_WHAT THE TASK REQUIRES_
Find the line with "fn fmt(&self, f: &mut" in the entries below, then reproduce it and every line after it down to and including the line with "let key_pair = KeyPair::from_pem(key_pem)", exactly.

/---

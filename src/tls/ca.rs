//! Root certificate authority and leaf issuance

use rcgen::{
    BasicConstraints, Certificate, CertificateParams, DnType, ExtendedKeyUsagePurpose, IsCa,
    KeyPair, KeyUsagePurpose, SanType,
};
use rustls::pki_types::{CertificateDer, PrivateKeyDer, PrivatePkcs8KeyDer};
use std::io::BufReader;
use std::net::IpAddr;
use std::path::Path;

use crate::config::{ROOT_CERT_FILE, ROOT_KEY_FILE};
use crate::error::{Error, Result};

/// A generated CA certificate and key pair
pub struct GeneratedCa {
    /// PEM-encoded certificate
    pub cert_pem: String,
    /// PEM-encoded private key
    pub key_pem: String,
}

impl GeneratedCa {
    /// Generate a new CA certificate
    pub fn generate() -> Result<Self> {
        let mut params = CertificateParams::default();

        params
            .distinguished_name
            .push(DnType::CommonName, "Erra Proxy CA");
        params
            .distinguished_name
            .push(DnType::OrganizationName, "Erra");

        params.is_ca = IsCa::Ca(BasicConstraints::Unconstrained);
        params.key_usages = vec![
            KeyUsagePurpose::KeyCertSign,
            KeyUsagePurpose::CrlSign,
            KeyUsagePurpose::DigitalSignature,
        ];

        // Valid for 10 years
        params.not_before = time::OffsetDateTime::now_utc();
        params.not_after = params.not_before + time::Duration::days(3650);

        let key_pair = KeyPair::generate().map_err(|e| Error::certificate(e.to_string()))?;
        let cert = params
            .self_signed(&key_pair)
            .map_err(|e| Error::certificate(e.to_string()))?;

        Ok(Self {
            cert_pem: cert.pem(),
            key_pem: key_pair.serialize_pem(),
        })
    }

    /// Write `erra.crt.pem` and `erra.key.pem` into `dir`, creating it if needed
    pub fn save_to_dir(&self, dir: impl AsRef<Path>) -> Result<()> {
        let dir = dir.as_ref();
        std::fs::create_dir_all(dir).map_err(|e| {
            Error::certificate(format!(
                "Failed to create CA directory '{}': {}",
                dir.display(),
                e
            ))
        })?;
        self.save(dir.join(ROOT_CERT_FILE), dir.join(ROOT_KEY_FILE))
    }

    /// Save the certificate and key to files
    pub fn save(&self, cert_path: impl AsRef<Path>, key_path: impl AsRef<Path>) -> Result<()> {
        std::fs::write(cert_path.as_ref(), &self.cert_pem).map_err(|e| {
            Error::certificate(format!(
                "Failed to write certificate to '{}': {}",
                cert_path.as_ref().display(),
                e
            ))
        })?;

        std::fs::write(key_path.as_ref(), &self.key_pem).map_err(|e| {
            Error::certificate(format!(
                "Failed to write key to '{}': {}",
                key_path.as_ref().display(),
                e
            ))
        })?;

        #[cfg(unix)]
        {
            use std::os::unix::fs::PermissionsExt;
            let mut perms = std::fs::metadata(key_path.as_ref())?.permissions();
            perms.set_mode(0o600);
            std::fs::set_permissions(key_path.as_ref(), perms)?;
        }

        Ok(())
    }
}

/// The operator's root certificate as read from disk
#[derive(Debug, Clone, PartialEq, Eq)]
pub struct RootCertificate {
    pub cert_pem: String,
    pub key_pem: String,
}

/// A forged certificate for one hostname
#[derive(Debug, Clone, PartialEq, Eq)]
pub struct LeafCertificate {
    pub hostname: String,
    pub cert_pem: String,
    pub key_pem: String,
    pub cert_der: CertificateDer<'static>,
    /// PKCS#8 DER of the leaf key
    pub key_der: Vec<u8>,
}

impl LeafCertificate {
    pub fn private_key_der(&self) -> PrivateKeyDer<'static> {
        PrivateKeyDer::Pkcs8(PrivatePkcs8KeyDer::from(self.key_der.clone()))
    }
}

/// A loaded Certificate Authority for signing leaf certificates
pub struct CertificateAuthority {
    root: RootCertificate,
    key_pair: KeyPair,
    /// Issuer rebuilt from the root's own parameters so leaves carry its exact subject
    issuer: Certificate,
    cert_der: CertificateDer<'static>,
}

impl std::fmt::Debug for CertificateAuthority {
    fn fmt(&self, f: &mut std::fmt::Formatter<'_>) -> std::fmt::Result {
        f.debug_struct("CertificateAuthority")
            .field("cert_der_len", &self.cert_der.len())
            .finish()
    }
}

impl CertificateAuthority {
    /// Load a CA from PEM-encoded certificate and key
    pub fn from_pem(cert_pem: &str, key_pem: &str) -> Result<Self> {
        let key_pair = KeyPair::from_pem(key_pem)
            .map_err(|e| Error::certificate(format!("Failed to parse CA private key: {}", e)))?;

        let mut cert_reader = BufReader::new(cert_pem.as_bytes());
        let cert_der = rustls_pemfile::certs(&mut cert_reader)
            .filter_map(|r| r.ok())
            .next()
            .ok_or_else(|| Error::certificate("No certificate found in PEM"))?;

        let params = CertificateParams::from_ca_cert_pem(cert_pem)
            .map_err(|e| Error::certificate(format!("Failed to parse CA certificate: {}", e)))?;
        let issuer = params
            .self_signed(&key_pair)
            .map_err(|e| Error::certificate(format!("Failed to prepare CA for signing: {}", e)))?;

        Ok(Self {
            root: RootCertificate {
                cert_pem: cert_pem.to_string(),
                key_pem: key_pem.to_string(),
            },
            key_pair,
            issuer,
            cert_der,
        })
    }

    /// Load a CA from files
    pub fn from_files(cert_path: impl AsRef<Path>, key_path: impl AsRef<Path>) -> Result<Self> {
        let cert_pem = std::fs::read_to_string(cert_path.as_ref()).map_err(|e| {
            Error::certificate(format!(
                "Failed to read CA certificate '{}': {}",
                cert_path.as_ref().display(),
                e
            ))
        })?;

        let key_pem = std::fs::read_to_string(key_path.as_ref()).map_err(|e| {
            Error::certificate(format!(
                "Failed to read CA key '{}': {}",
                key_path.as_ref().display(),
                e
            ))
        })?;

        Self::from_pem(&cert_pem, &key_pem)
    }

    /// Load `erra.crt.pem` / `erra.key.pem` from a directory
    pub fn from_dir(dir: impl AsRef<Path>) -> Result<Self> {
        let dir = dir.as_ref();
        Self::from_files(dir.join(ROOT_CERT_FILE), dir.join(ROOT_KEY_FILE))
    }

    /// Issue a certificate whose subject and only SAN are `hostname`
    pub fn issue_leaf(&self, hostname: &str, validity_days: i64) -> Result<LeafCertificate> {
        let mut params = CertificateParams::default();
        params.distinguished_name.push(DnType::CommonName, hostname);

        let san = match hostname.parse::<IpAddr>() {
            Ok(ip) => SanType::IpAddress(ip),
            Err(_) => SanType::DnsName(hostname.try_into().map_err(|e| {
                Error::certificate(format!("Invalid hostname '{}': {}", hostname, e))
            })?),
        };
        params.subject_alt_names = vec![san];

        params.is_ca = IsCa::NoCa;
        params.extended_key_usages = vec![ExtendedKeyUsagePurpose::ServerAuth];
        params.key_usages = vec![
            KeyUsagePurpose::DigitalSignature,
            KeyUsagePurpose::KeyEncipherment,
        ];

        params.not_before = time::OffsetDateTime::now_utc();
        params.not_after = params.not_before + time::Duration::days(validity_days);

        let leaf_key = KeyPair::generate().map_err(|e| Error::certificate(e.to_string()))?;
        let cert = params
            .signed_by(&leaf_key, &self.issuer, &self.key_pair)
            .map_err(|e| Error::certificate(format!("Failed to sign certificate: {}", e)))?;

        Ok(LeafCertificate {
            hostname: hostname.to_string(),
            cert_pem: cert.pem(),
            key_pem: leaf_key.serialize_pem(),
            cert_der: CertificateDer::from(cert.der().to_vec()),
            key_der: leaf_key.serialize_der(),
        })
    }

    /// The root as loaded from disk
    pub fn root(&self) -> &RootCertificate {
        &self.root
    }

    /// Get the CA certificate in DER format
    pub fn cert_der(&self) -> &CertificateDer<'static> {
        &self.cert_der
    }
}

\---
/---

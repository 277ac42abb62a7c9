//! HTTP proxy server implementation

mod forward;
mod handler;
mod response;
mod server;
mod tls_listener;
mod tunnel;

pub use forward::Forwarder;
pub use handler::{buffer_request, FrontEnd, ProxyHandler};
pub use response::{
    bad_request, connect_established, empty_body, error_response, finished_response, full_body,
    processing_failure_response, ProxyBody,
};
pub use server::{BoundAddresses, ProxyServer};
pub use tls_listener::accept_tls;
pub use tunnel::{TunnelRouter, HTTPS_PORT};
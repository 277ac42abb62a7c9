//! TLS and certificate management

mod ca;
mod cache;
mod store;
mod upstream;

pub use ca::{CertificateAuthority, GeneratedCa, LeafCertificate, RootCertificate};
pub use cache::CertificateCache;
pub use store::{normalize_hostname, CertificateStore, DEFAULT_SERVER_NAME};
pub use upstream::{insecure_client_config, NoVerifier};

\---

_EXERCISE OUTPUT_
    fn fmt(&self, f: &mut std::fmt::Formatter<'_>) -> std::fmt::Result {
        f.debug_struct("CertificateAuthority")
            .field("cert_der_len", &self.cert_der.len())
            .finish()
    }
}

impl CertificateAuthority {
    /// Load a CA from PEM-encoded certificate and key
    pub fn from_pem(cert_pem: &str, key_pem: &str) -> Result<Self> {
        let key_pair = KeyPair::from_pem(key_pem)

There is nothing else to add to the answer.